During those raids, DEA agents confiscated about 339 pot plants, paperwork and a large amount of cash believed to be marijuana sales profits, McEnry said.
A midday raid of San Francisco's HopeNet, run by previously searched and detained homeowners Steve and Cathy Smith, was postponed until 6:30 p.m. Tuesday after nearly 100 demonstrators turned out to vehemently protest what some said was an uncalled assault on one of San Francisco's most patient-friendly co-ops.
Just hours after the protesters celebrated scaring away two DEA agents posted outside the business at 233 Ninth St., DEA raided HopeNet confiscating marijuana brownies and butter, McEnry said.
Shortly before the HopeNet raid, DEA agents also cracked down on a warehouse located near the Smiths' home in the 200 block of Clara Street, McEnry said. In that raid, DEA agents seized about 500 marijuana plants.
No arrests had been made as of Wednesday morning.
"I think it is very bizarre that this is happening to one of the best dispensers in the city," Hilary McQuie with Americans for Safe Access, a national coalition that works to protect the rights of medical marijuana users, said Tuesday. "This is a mean-spirited, cold-hearted act for the DEA to do right before the holiday season." She added today, "I think it was a very inefficient operation."
The enforcement operation stemmed from a two-year ongoing investigation launched by an anonymous tip that led investigators to the Penngrove barn near Redwood Highway.
"As the investigation continued at the residence in Penngrove, it led us to the residence in Clara Street," McEnry said.
She added that all the raids were related in some way, but wouldn't comment further as the investigation was still under way.
The DEA requested the search warrants for the homes first because that's where the investigation led, McEnry said, adding that the agents subsequently obtained information that prompted them to request the additional search warrants for the co-op and warehouse.

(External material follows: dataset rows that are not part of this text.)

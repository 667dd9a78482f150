use std::collections::BTreeMap;
use std::fmt;

use chrono::{DateTime, Utc};
use serde::Serialize;

use crate::error::ScopeError;
use crate::grade::Grade;

/// One of the three fixed checkpoints in a term at which a score is recorded.
#[derive(Debug, Clone, Copy, PartialEq, Eq, Hash)]
pub enum Sitting {
    OpeningTerm,
    MidTerm,
    EndTerm,
}

impl Sitting {
    pub const ALL: [Sitting; 3] = [Sitting::OpeningTerm, Sitting::MidTerm, Sitting::EndTerm];

    /// Case and separators are ignored: `opening_term`, `openingTerm` and
    /// `Opening Term` all parse.
    pub fn parse(value: &str) -> Option<Self> {
        match normalize(value).as_str() {
            "openingterm" | "opening" => Some(Sitting::OpeningTerm),
            "midterm" | "mid" => Some(Sitting::MidTerm),
            "endterm" | "end" => Some(Sitting::EndTerm),
            _ => None,
        }
    }
}

#[derive(Debug, Clone, Copy, PartialEq, Eq, Serialize)]
#[serde(rename_all = "camelCase")]
pub enum AttendanceStatus {
    Present,
    Absent,
    Excused,
}

impl AttendanceStatus {
    pub fn parse(value: &str) -> Option<Self> {
        match normalize(value).as_str() {
            "present" => Some(AttendanceStatus::Present),
            "absent" => Some(AttendanceStatus::Absent),
            "excused" => Some(AttendanceStatus::Excused),
            _ => None,
        }
    }

    pub fn as_str(self) -> &'static str {
        match self {
            AttendanceStatus::Present => "present",
            AttendanceStatus::Absent => "absent",
            AttendanceStatus::Excused => "excused",
        }
    }
}

impl fmt::Display for AttendanceStatus {
    fn fmt(&self, f: &mut fmt::Formatter<'_>) -> fmt::Result {
        f.write_str(self.as_str())
    }
}

fn normalize(value: &str) -> String {
    value
        .chars()
        .filter(|c| !matches!(c, '_' | '-' | ' '))
        .flat_map(char::to_lowercase)
        .collect()
}

/// Result row as handed over by the record store, before validation.
///
/// Every kind-specific field is optional here; [`crate::aggregate::validate_records`]
/// turns a batch of these into [`ResultRecord`] values or rejects it.
#[derive(Debug, Clone, Default)]
pub struct RawResultRecord {
    pub student_id: String,
    pub student_name: Option<String>,
    pub school_id: String,
    pub class_id: String,
    pub stream_id: String,
    pub kind: String,
    pub subject: Option<String>,
    pub score: Option<f64>,
    pub sitting: Option<String>,
    pub attendance: Option<String>,
    pub comment: Option<String>,
    pub recorded_by: Option<String>,
    pub created_at: DateTime<Utc>,
}

/// Kind-specific payload of a result record.
#[derive(Debug, Clone, PartialEq)]
pub enum RecordBody {
    Exam {
        subject: String,
        score: f64,
        sitting: Sitting,
    },
    Attendance {
        status: AttendanceStatus,
    },
    Comment {
        text: String,
    },
}

/// A validated observation about one student.
#[derive(Debug, Clone, PartialEq)]
pub struct ResultRecord {
    pub student_id: String,
    pub student_name: Option<String>,
    pub school_id: String,
    pub class_id: String,
    pub stream_id: String,
    pub recorded_by: Option<String>,
    pub created_at: DateTime<Utc>,
    pub body: RecordBody,
}

#[derive(Debug, Clone, Default, PartialEq, Serialize)]
#[serde(rename_all = "camelCase")]
pub struct SubjectAggregate {
    pub opening_term: Option<f64>,
    pub mid_term: Option<f64>,
    pub end_term: Option<f64>,
    pub average: Option<f64>,
    pub grade: Option<Grade>,
}

impl SubjectAggregate {
    pub fn set(&mut self, sitting: Sitting, score: f64) {
        match sitting {
            Sitting::OpeningTerm => self.opening_term = Some(score),
            Sitting::MidTerm => self.mid_term = Some(score),
            Sitting::EndTerm => self.end_term = Some(score),
        }
    }

    pub fn score(&self, sitting: Sitting) -> Option<f64> {
        match sitting {
            Sitting::OpeningTerm => self.opening_term,
            Sitting::MidTerm => self.mid_term,
            Sitting::EndTerm => self.end_term,
        }
    }

    /// Mean of the populated sittings only; `None` when none were recorded.
    pub fn sitting_average(&self) -> Option<f64> {
        let scores: Vec<f64> = Sitting::ALL
            .iter()
            .filter_map(|sitting| self.score(*sitting))
            .collect();
        mean(&scores)
    }
}

#[derive(Debug, Clone, PartialEq, Serialize)]
#[serde(rename_all = "camelCase")]
pub struct StudentAggregate {
    pub student_id: String,
    pub display_name: String,
    pub class_id: String,
    pub stream_id: String,
    pub subjects: BTreeMap<String, SubjectAggregate>,
    pub attendance: Option<AttendanceStatus>,
    pub comment: Option<String>,
    pub recorded_by: Option<String>,
    pub overall_average: Option<f64>,
    pub rank: Option<usize>,
}

impl StudentAggregate {
    pub fn new(record: &ResultRecord) -> Self {
        Self {
            student_id: record.student_id.clone(),
            display_name: record
                .student_name
                .clone()
                .unwrap_or_else(|| record.student_id.clone()),
            class_id: record.class_id.clone(),
            stream_id: record.stream_id.clone(),
            subjects: BTreeMap::new(),
            attendance: None,
            comment: None,
            recorded_by: None,
            overall_average: None,
            rank: None,
        }
    }

    /// Student-level standing derived from the overall average and the
    /// attendance/comment flags.
    pub fn tier(&self) -> Grade {
        crate::grade::grade(
            self.overall_average,
            self.attendance,
            self.comment.as_deref(),
        )
    }
}

pub fn mean(values: &[f64]) -> Option<f64> {
    if values.is_empty() {
        None
    } else {
        Some(values.iter().sum::<f64>() / values.len() as f64)
    }
}

#[derive(Debug, Clone, Copy, PartialEq, Eq, clap::ValueEnum)]
pub enum Role {
    Admin,
    Teacher,
    Parent,
    Student,
}

impl fmt::Display for Role {
    fn fmt(&self, f: &mut fmt::Formatter<'_>) -> fmt::Result {
        let label = match self {
            Role::Admin => "admin",
            Role::Teacher => "teacher",
            Role::Parent => "parent",
            Role::Student => "student",
        };
        f.write_str(label)
    }
}

/// Already-authenticated identity of whoever asked for the report.
#[derive(Debug, Clone)]
pub struct Caller {
    pub role: Role,
    pub school_id: String,
    pub student_id: Option<String>,
}

#[derive(Debug, Clone, Default, PartialEq, Eq)]
pub struct ResultFilter {
    pub school_id: String,
    pub class_id: Option<String>,
    pub stream_id: Option<String>,
    pub student_id: Option<String>,
}

impl ResultFilter {
    pub fn for_caller(
        caller: &Caller,
        class_id: Option<String>,
        stream_id: Option<String>,
        student_id: Option<String>,
    ) -> Result<Self, ScopeError> {
        let student_id = match caller.role {
            Role::Admin | Role::Teacher => student_id.or_else(|| caller.student_id.clone()),
            Role::Student => Some(
                caller
                    .student_id
                    .clone()
                    .ok_or(ScopeError::MissingStudent { role: caller.role })?,
            ),
            Role::Parent => Some(
                student_id
                    .or_else(|| caller.student_id.clone())
                    .ok_or(ScopeError::MissingStudent { role: caller.role })?,
            ),
        };

        Ok(Self {
            school_id: caller.school_id.clone(),
            class_id,
            stream_id,
            student_id,
        })
    }

    pub fn label(&self) -> String {
        let mut parts = vec![format!("school {}", self.school_id)];
        if let Some(class_id) = &self.class_id {
            parts.push(format!("class {class_id}"));
        }
        if let Some(stream_id) = &self.stream_id {
            parts.push(format!("stream {stream_id}"));
        }
        if let Some(student_id) = &self.student_id {
            parts.push(format!("student {student_id}"));
        }
        parts.join(", ")
    }
}

#[cfg(test)]
mod tests {
    use super::*;

    fn caller(role: Role, student_id: Option<&str>) -> Caller {
        Caller {
            role,
            school_id: "sch-001".to_string(),
            student_id: student_id.map(str::to_string),
        }
    }

    #[test]
    fn sitting_parse_ignores_case_and_separators() {
        assert_eq!(Sitting::parse("opening_term"), Some(Sitting::OpeningTerm));
        assert_eq!(Sitting::parse("openingTerm"), Some(Sitting::OpeningTerm));
        assert_eq!(Sitting::parse("Mid-Term"), Some(Sitting::MidTerm));
        assert_eq!(Sitting::parse("END TERM"), Some(Sitting::EndTerm));
        assert_eq!(Sitting::parse("finals"), None);
    }

    #[test]
    fn attendance_parse_is_case_insensitive() {
        assert_eq!(AttendanceStatus::parse("Absent"), Some(AttendanceStatus::Absent));
        assert_eq!(AttendanceStatus::parse("EXCUSED"), Some(AttendanceStatus::Excused));
        assert_eq!(AttendanceStatus::parse("late"), None);
    }

    #[test]
    fn sitting_average_excludes_missing_sittings() {
        let mut subject = SubjectAggregate::default();
        assert_eq!(subject.sitting_average(), None);

        subject.set(Sitting::OpeningTerm, 60.0);
        subject.set(Sitting::EndTerm, 80.0);
        assert_eq!(subject.sitting_average(), Some(70.0));
    }

    #[test]
    fn student_caller_is_pinned_to_own_id() {
        let filter = ResultFilter::for_caller(
            &caller(Role::Student, Some("stu-001")),
            None,
            None,
            Some("stu-999".to_string()),
        )
        .expect("student scope");
        assert_eq!(filter.student_id.as_deref(), Some("stu-001"));
        assert_eq!(filter.school_id, "sch-001");
    }

    #[test]
    fn parent_caller_requires_a_student() {
        let error = ResultFilter::for_caller(&caller(Role::Parent, None), None, None, None)
            .expect_err("parent without child");
        assert!(matches!(error, ScopeError::MissingStudent { role: Role::Parent }));
    }

    #[test]
    fn teacher_caller_filters_freely() {
        let filter = ResultFilter::for_caller(
            &caller(Role::Teacher, None),
            Some("form-2".to_string()),
            Some("east".to_string()),
            None,
        )
        .expect("teacher scope");
        assert_eq!(filter.student_id, None);
        assert_eq!(filter.label(), "school sch-001, class form-2, stream east");
    }
}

"(For the DEA) to take medicine away from those who need it at this time of the year is an outrage," said San Francisco Supervisor Chris Daly, who joined the demonstrators during an on-site news conference Tuesday.
Daly oversees District 6, which has one of the city's highest numbers of cannabis dispensaries. He said he had visited between eight and 12 cannabis facilities, out of which HopeNet ranked as the most community- and patient-oriented co-op.
California voters legalized pot use for medical purposes in 1996, but medical marijuana use remains against federal law. The U.S. Supreme Court ruled in June that California's medical marijuana law doesn't protect sick people using the drug from being prosecuted under federal law.
The San Francisco Board of Supervisors, which passed a moratorium on all new dispensaries on March 30, recently approved an ordinance regulating medical marijuana club permits.
According to Wayne Justmann, a longtime medical marijuana activist, San Francisco is home to nearly 35 medical marijuana dispensaries, more than any other place in the nation.
Tony Bowles, a HopeNet community liaison, also spoke out Tuesday against the pending raid and asked the DEA to acknowledge the legitimacy of medical marijuana.
But McEnry said Wednesday that the federal law prohibiting the use and sale of medical marijuana is very clear and that it is the duty of the DEA to uphold that law no matter what medical marijuana activists propose.
The DEA raided 13 dispensaries in San Diego last week, but hasn't raided a San Francisco pot club since June when three were raided.